Model 3: Logistic regression (with feature engineering).

Model 3 was trained on the SMOTE transformed data and cut from 22 features to only 5 features. This was done through the process of feature engineering where the results of the first n-features were iteratively tested to

  • maximise true positives

  • minimise false positives

  • minimise cross entropy loss

It was found that the logistic regression model that have the first 5 features had the best performance. feature engineering

The 5 feature SMOTE logistic regression model is the best performing logistic regression model so far. It predicted 73% of the actual stroke cases (True Positives) and gave a false stroke diagnosis to 27% of the stroke cases (False Positives).

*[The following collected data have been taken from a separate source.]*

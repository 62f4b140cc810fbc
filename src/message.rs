use serde::{Deserialize, Serialize};
use std::fmt;

/// Outcome of an SPF or DKIM check, as evaluated (and aligned) by the reporter's DMARC policy.
#[derive(Clone, Copy, Debug, PartialEq, Eq, Hash, Serialize, Deserialize)]
#[serde(rename_all = "lowercase")]
pub enum Verdict {
	Pass,
	Fail
}

impl Verdict {
	/// Parses a `policy_evaluated` result. Anything other than "pass" is a failure, blank means the reporter left it out.
	pub fn parse(value: &str) -> Option<Verdict> {
		match value.trim().to_lowercase().as_str() {
			"" => None,
			"pass" => Some(Verdict::Pass),
			_ => Some(Verdict::Fail),
		}
	}

	pub fn passed(self) -> bool {
		self == Verdict::Pass
	}
}

impl fmt::Display for Verdict {
	fn fmt(&self, f: &mut fmt::Formatter<'_>) -> fmt::Result {
		match self {
			Verdict::Pass => f.write_str("pass"),
			Verdict::Fail => f.write_str("fail"),
		}
	}
}

/// A raw auth_results entry. SPF entries leave the selector blank.
#[derive(Clone, Debug, Default, PartialEq, Eq, Serialize, Deserialize)]
pub struct AuthResult {
	pub domain: String,
	pub selector: String,
	pub result: String
}

/// One row of an aggregate report: `count` identical messages from a single source.
#[derive(Clone, Debug, Default, PartialEq, Eq)]
pub struct MessageRecord {
	pub source_ip: String,
	pub header_from: String,
	pub envelope_from: String,
	pub spf: Option<Verdict>,
	pub dkim: Option<Verdict>,
	pub disposition: String,
	pub spf_results: Vec<AuthResult>,
	pub dkim_results: Vec<AuthResult>,
	pub count: u64
}

impl MessageRecord {
	pub fn new(source_ip: &str, header_from: &str, spf: Verdict, dkim: Verdict, count: u64) -> MessageRecord {
		MessageRecord {
			source_ip: source_ip.to_string(),
			header_from: header_from.to_string(),
			spf: Some(spf),
			dkim: Some(dkim),
			disposition: "none".to_string(),
			count,
			..MessageRecord::default()
		}
	}
}
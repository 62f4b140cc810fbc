use tracing::debug;

use super::classify::{self, ClassificationError};
use super::message::MessageRecord;
use super::period::PeriodKey;
use super::summary::{AggregationResult, CategoryPercentages, CategoryTotals, DetailRow, DetailTables, PercentageBreakdown};

/// Folds one domain's messages for one period into totals, percentages and detail tables.
///
/// Counts are weighted by each record's message count. Rows keep the order
/// they arrived in. A single unclassifiable record fails the whole batch, so
/// a summary is never written from a partial count.
pub fn aggregate(messages: &[MessageRecord], domain: &str, period: &PeriodKey) -> Result<AggregationResult, ClassificationError> {
	let mut totals = CategoryTotals::default();
	let mut tables = DetailTables::default();
	let mut total_messages: u64 = 0;

	for (index, record) in messages.iter().enumerate() {
		let category = classify::classify_record(index, record)?;
		let overflow = || ClassificationError::VolumeOverflow {
			index,
			source_ip: record.source_ip.clone(),
		};
		total_messages = total_messages.checked_add(record.count).ok_or_else(overflow)?;
		totals.add(category, record.count).ok_or_else(overflow)?;
		tables.table_mut(category).push(DetailRow::from_record(record));
	}
	let percentages = CategoryPercentages::from_totals(&totals, total_messages);

	debug!(
		domain = %domain,
		period = %period,
		records = messages.len(),
		total_messages,
		"aggregated"
	);

	Ok(AggregationResult {
		category_totals: totals,
		category_percentages: PercentageBreakdown {
			total_messages,
			category_percentages: percentages,
		},
		detail_tables: tables,
	})
}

Model 4: K-nearest neighbour classification.

I have found that the K-nearest neighbour classification for k=4,5,6 gave the highest true positive score of 100% (predicted 100% of actual stroke cases) and the lowest false positive score of 4% (wrongly classified healthy paitents as at risk of stroke).

Summary

Models used:

Model Model Description True Positive (%) & Number False Positive (%) & Number
1 Logistic Regression trained on original data 0% (0) 0% (0)
2 Logistic Regression trained on SMOTE data 16% (10) 3% (31)
3 Logistic Regression trained on first 5 features 70% (44) 26% (298)
4 K-nearest neighbour classification 100% (63) 4% (44)

In the absence of a perfect model that correctly identifies stroke and non-stroke cases, the next best model should prioritise a high percentage of stroke diagnosis, even if this means wrongly diagnosing someone who does not have stroke. This is because it would be more devastating to tell someone they are not at risk of a stroke when they actually do, than to tell a healthy patient they are at risk of stroke when they are not. In other words, it would be better to err on the side of caution.